[Collected data entries]
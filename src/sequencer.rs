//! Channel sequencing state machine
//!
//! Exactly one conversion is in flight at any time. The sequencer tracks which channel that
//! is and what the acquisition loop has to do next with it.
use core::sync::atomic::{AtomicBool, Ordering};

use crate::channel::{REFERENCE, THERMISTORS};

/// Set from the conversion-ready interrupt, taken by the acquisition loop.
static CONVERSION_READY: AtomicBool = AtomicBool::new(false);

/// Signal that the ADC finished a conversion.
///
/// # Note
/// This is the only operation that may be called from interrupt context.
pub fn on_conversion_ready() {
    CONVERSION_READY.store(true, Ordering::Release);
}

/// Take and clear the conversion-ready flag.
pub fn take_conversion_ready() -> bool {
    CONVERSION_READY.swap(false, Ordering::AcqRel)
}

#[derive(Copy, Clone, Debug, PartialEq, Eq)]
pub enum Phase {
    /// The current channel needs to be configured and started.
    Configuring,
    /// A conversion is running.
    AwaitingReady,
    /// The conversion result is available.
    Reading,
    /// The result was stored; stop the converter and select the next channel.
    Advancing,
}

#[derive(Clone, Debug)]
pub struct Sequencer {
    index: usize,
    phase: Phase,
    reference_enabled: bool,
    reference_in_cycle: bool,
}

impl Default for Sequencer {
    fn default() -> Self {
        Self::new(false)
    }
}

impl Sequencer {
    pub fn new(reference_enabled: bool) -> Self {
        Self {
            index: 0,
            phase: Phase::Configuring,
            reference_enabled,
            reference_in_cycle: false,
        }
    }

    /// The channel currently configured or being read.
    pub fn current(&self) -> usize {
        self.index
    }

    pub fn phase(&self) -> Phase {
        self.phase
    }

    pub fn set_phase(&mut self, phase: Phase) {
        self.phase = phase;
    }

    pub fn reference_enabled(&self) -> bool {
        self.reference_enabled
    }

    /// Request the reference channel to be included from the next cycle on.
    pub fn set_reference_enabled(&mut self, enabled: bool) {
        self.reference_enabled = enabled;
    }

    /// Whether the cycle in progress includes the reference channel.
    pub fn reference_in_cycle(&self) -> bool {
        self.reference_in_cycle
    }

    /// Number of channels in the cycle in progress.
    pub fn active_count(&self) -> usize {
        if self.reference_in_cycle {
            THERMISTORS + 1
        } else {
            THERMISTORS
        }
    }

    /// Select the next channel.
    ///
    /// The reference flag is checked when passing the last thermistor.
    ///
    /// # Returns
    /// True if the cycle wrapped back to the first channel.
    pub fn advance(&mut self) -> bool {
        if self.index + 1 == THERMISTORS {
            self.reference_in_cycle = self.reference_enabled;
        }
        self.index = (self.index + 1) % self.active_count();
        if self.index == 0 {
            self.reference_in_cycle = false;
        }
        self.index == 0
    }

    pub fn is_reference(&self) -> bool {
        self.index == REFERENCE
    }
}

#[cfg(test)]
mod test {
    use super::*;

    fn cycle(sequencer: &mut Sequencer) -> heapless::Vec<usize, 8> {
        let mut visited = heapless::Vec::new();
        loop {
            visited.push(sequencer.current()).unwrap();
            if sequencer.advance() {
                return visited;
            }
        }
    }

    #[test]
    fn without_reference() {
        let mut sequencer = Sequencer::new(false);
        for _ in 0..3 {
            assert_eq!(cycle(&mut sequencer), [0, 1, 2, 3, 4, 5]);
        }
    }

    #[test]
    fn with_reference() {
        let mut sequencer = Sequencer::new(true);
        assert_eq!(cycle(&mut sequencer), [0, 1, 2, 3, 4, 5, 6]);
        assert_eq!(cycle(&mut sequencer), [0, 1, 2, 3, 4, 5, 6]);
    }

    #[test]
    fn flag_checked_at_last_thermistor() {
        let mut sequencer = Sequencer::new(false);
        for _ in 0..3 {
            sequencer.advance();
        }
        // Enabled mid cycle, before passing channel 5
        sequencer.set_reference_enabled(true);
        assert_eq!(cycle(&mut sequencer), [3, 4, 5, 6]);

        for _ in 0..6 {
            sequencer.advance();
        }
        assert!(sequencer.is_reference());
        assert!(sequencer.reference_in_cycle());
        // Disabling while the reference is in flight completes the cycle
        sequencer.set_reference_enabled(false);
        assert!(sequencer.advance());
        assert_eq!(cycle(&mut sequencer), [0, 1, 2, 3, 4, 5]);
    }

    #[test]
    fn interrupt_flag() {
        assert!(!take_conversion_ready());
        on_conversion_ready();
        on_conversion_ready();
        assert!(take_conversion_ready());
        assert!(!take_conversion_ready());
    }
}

=== PROBLEM TO SOLVE ===
Check the records above and copy each line that has the string "next".

=== OUTPUT FOR THIS TASK ===
//! is and what the acquisition loop has to do next with it.
    /// The result was stored; stop the converter and select the next channel.
    /// Request the reference channel to be included from the next cycle on.
    /// Select the next channel.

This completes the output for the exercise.